>>>>>

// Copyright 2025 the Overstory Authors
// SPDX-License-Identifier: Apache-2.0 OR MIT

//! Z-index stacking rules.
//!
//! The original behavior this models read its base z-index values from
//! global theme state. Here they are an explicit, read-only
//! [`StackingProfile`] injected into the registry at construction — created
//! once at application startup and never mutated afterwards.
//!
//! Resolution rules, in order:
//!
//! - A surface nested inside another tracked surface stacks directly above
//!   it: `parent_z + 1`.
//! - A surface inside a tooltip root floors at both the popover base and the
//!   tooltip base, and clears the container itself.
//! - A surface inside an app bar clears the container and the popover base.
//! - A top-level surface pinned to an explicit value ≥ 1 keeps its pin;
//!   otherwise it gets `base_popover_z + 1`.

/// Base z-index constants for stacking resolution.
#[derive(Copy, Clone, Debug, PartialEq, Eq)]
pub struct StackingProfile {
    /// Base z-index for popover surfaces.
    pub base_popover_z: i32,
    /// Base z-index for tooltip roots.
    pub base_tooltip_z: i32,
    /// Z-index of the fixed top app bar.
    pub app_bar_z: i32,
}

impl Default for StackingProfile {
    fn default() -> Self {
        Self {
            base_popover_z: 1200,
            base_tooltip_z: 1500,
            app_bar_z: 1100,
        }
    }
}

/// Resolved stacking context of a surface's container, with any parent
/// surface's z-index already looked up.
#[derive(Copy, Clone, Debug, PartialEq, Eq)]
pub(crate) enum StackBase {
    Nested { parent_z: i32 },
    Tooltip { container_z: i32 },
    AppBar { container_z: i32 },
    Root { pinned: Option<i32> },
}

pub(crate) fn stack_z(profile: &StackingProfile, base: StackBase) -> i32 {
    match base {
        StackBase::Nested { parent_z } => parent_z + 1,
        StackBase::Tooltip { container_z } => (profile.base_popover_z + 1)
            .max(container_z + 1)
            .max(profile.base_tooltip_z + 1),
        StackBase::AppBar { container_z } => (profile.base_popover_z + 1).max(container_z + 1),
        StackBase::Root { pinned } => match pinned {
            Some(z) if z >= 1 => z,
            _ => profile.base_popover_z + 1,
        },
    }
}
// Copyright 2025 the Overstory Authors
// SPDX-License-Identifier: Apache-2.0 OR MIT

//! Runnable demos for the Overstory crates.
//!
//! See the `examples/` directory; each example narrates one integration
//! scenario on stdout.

<<<<<
>>>>>

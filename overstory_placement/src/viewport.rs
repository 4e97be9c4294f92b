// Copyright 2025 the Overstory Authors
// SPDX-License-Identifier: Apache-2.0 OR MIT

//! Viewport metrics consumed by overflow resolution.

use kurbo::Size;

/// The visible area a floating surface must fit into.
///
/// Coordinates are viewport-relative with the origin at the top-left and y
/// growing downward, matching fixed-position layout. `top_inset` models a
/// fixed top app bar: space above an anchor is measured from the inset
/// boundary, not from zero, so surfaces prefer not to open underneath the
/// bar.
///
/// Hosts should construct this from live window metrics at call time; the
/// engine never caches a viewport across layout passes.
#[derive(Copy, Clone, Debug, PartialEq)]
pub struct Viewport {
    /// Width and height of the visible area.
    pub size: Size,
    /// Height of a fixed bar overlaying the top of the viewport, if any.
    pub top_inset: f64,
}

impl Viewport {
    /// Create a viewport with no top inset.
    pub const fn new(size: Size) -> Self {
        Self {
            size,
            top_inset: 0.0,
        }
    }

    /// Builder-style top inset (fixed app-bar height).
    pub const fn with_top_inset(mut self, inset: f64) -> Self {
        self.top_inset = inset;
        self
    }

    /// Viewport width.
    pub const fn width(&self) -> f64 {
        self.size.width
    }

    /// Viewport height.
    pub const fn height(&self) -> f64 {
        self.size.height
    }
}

<<<<<

> **PROBLEM TO SOLVE**: Reproduce word for word the material above, starting with the line that has "viewport, if any." and stopping after the line that has "(fixed app-bar height).".

> **WRITTEN SOLUTION**:
    /// Height of a fixed bar overlaying the top of the viewport, if any.
    pub top_inset: f64,
}

impl Viewport {
    /// Create a viewport with no top inset.
    pub const fn new(size: Size) -> Self {
        Self {
            size,
            top_inset: 0.0,
        }
    }

    /// Builder-style top inset (fixed app-bar height).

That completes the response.